With this post, I’d love to give a special shoutout to the Soulie Community - our wonderful 6000+ waitlist members and 700+ humans in our Discord server.

Our small community has been a huge help in getting Soulie off the ground, and in the spirit of *building in public*, I’d like to share our experience so far with anyone who might also be in the early stages with their idea or product like we were when we started, and still are.

Why start a community?

While we were taking the first steps with Soulie, we knew we needed to do away with our Estonian shyness and put our idea out there even if it wasn’t fully formed, just to make sure we were striking the chord we thought we were and to fully understand who our future users were going to be, and if there would be any users in the first place.

While we had workshopped and designed the first Soulie prototype that we were very hyped about, we wanted to hold our horses and put off development as long as we had proof that the hype was there also among potential users.

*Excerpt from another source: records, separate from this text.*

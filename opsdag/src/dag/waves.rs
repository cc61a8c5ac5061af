// src/dag/waves.rs

use crate::task::{Task, TaskId};

/// Group `tasks` into execution waves.
///
/// Every task lands in exactly one wave, all of a task's dependencies land in
/// earlier waves, and wave indices are minimal: a task's wave is one more
/// than the deepest wave among its dependencies (zero for tasks with no
/// dependencies). Tasks within a wave keep plan insertion order, so the
/// decomposition is deterministic for a given plan.
///
/// This is a pure function of the task set. It assumes the input already
/// passed validation -- acyclic, with every `TaskId` resolving into `tasks`.
/// [`Plan::waves`](crate::plan::Plan::waves) and
/// [`Plan::run`](crate::plan::Plan::run) always validate first.
pub fn levelize(tasks: &[Task]) -> Vec<Vec<TaskId>> {
    let mut memo: Vec<Option<usize>> = vec![None; tasks.len()];

    let depth: Vec<usize> = (0..tasks.len())
        .map(|id| wave_of(tasks, &mut memo, id))
        .collect();

    let count = depth.iter().max().map_or(0, |m| m + 1);
    let mut waves = vec![Vec::new(); count];

    for (id, &w) in depth.iter().enumerate() {
        waves[w].push(TaskId(id));
    }

    waves
}

/// Memoized longest path to a root, which bounds the whole decomposition at
/// O(V + E).
fn wave_of(tasks: &[Task], memo: &mut Vec<Option<usize>>, id: usize) -> usize {
    if let Some(w) = memo[id] {
        return w;
    }

    let mut wave = 0;
    for dep in tasks[id].dependencies() {
        wave = wave.max(wave_of(tasks, memo, dep.index()) + 1);
    }

    memo[id] = Some(wave);
    wave
}
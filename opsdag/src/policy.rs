// src/policy.rs

/// How the runner reacts when a task body fails.
///
/// A per-task override (via [`Task::on_error`](crate::task::Task::on_error))
/// takes precedence over the plan default.
#[derive(Debug, Clone, Copy, PartialEq, Eq)]
pub enum ErrorPolicy {
    /// Abort the run after the current wave on the first failure.
    StopAll,
    /// Record the failure, skip its transitive dependents, keep unrelated
    /// tasks running.
    Continue,
    /// Re-attempt the body up to `n` extra times, then behave like
    /// [`ErrorPolicy::StopAll`].
    Retry(u32),
}

impl ErrorPolicy {
    /// Total attempts the runner will make: 1, plus retries if any.
    pub fn max_attempts(&self) -> u32 {
        match self {
            ErrorPolicy::Retry(n) => 1 + n,
            _ => 1,
        }
    }
}

impl Default for ErrorPolicy {
    fn default() -> Self {
        ErrorPolicy::StopAll
    }
}

impl std::fmt::Display for ErrorPolicy {
    fn fmt(&self, f: &mut std::fmt::Formatter<'_>) -> std::fmt::Result {
        match self {
            ErrorPolicy::StopAll => f.write_str("stop_all"),
            ErrorPolicy::Continue => f.write_str("continue"),
            ErrorPolicy::Retry(n) => write!(f, "retry({n})"),
        }
    }
}
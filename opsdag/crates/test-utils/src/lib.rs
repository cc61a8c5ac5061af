pub mod fake_executor;
pub mod recorder;

use std::time::Duration;

use tracing_subscriber::{fmt, EnvFilter};

/// Upper bound for any single plan run or executor call in the suite. A
/// wedged wave (a worker that never resolves) or a poll loop that misses its
/// cancellation would otherwise hang the whole test run.
const TEST_DEADLINE: Duration = Duration::from_secs(5);

/// Install a tracing subscriber wired to the test harness's output capture,
/// so runner/executor logs only surface for failing tests (or with
/// `-- --nocapture`). Level comes from `RUST_LOG`, defaulting to `info`.
///
/// Call it at the top of every test; repeat calls are no-ops.
pub fn init_tracing() {
    let filter = EnvFilter::try_from_default_env().unwrap_or_else(|_| EnvFilter::new("info"));

    // try_init fails once a subscriber is installed; later tests in the same
    // binary just reuse the first one.
    let _ = fmt()
        .with_env_filter(filter)
        .with_test_writer()
        .with_target(true)
        .try_init();
}

/// Await `f`, failing the test if it outlives [`TEST_DEADLINE`].
pub async fn with_timeout<F>(f: F) -> F::Output
where
    F: std::future::Future,
{
    match tokio::time::timeout(TEST_DEADLINE, f).await {
        Ok(value) => value,
        Err(_) => panic!(
            "future still pending after {TEST_DEADLINE:?}; a wave or poll loop is likely wedged"
        ),
    }
}
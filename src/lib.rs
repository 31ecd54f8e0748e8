//! MediaFind Library
//!
//! Typo-tolerant search over a small media catalog: text normalization,
//! word-level edit distance and threshold matching.

pub mod config;
pub mod core;
pub mod error;
pub mod library;
pub mod matcher;
pub mod shell;
pub mod utils;
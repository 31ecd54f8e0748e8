//! MediaFind Error Types
//!
//! The search core itself is total; these cover loading the catalog and config.

use thiserror::Error;

/// Central error type for MediaFind
#[derive(Error, Debug)]
pub enum SearchError {
    #[error("Catalog error: {0}")]
    Catalog(String),

    #[error("Configuration error: {0}")]
    Config(String),

    #[error(transparent)]
    Io(#[from] std::io::Error),

    #[error(transparent)]
    Json(#[from] serde_json::Error),
}

/// Result type alias for MediaFind operations
pub type SearchResult<T> = Result<T, SearchError>;
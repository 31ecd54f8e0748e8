//! Utility modules

pub mod fuzzy;

pub use fuzzy::{edit_distance, bounded_distance};
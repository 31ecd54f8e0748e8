//! Text Normalization
//!
//! Maps free text (titles, authors, descriptions, queries) to the canonical
//! token sequence used for matching.

use serde::{Deserialize, Serialize};
use std::collections::{HashMap, HashSet};

/// Normalized words of one text field or query, in original word order
pub type TokenSequence = Vec<String>;

/// Lookup tables driving the normalizer
#[derive(Debug, Clone, PartialEq, Serialize, Deserialize)]
pub struct NormalizerConfig {
    /// Non-ASCII character -> ASCII replacement. Unlisted non-ASCII is dropped.
    pub accents: HashMap<char, String>,
    /// Characters deleted outright (no whitespace inserted)
    pub punctuation: Vec<char>,
    /// Words removed after splitting
    pub stop_words: HashSet<String>,
    /// Whole-word replacements applied last
    pub numerals: HashMap<String, String>,
}

impl Default for NormalizerConfig {
    fn default() -> Self {
        let mut accents = HashMap::new();

        // Uppercasing is ASCII-only, so lowercase accented letters arrive here
        // untouched and need their own entries.
        for (from, to) in [
            ('Ö', "O"),
            ('Ü', "U"),
            ('Ä', "A"),
            ('É', "E"),
            ('Ñ', "N"),
            ('Ç', "C"),
            ('ß', "SS"),
            ('À', "A"),
            ('Ô', "O"),
            ('ö', "O"),
            ('ü', "U"),
            ('ä', "A"),
            ('é', "E"),
            ('ñ', "N"),
            ('ç', "C"),
            ('à', "A"),
            ('ô', "O"),
        ] {
            accents.insert(from, to.to_string());
        }

        let punctuation = vec![',', '.', '@', '%', '!', '?', '&', '(', ')', ':', '\'', '-'];

        let stop_words = ["THE", "OF", "AND", "A", "TO", "IN", "ON", "FOR", "WITH"]
            .iter()
            .map(|w| w.to_string())
            .collect();

        let numerals = ["I", "II", "III", "IV", "V", "VI", "VII", "VIII", "IX", "X"]
            .iter()
            .enumerate()
            .map(|(i, roman)| (roman.to_string(), (i + 1).to_string()))
            .collect();

        Self {
            accents,
            punctuation,
            stop_words,
            numerals,
        }
    }
}

/// Turns raw text into a [`TokenSequence`]
#[derive(Debug, Clone, Default)]
pub struct TextNormalizer {
    config: NormalizerConfig,
}

impl TextNormalizer {
    /// Create a new text normalizer
    pub fn new(config: NormalizerConfig) -> Self {
        Self { config }
    }

    pub fn config(&self) -> &NormalizerConfig {
        &self.config
    }

    /// Normalize text into tokens
    ///
    /// Uppercase (ASCII), transliterate, strip punctuation, split on
    /// whitespace, drop stop-words, then replace Roman numerals. Never fails;
    /// empty or all-stop-word input yields an empty sequence.
    pub fn normalize(&self, text: &str) -> TokenSequence {
        let upper = text.to_ascii_uppercase();

        let mut folded = String::with_capacity(upper.len());
        for c in upper.chars() {
            if c.is_ascii() {
                folded.push(c);
            } else if let Some(replacement) = self.config.accents.get(&c) {
                folded.push_str(replacement);
            }
        }

        let stripped: String = folded
            .chars()
            .filter(|c| !self.config.punctuation.contains(c))
            .collect();

        stripped
            .split_whitespace()
            .filter(|word| !word.is_empty())
            .filter(|word| !self.config.stop_words.contains(*word))
            .map(|word| match self.config.numerals.get(word) {
                Some(number) => number.clone(),
                None => word.to_string(),
            })
            .collect()
    }
}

We set an initial goal of signing up 100 members to a waitlist and to get a few users to join our community — thinking that would be a good enough start for us in order to have a few chats with our users, understand them better and calibrate our approach to building the app.

Our thinking was — if users dedicated their time to getting acquainted with Soulie via our landing page, then signed up to the waitlist and then were eager to join our community, that would be an ultimate sign of a buy-in from our users, giving us the validation needed to start building.

How we got started

When coming up with the strategy to find those first 100 people who would not be people from our immediate circles, we opted for a classic Paid ad -> Landing page -> Sign up to waitlist funnel, to which we added an option to join our Slack community. There was very little overthinking — since we considered ourselves the target audience of Soulie, we created all the marketing assets so that *we* would want to sign up.

We created a simple ad, and ran it with a small budget on a platform where we usually end up mindlessly scrolling and hating it — Instagram.

This was the creative we launched, we haven’t changed it since.

We created a landing page on Webflow. We used Typeform to set up a quick and beautiful signup form. We created a basic Slack workspace with a few channels.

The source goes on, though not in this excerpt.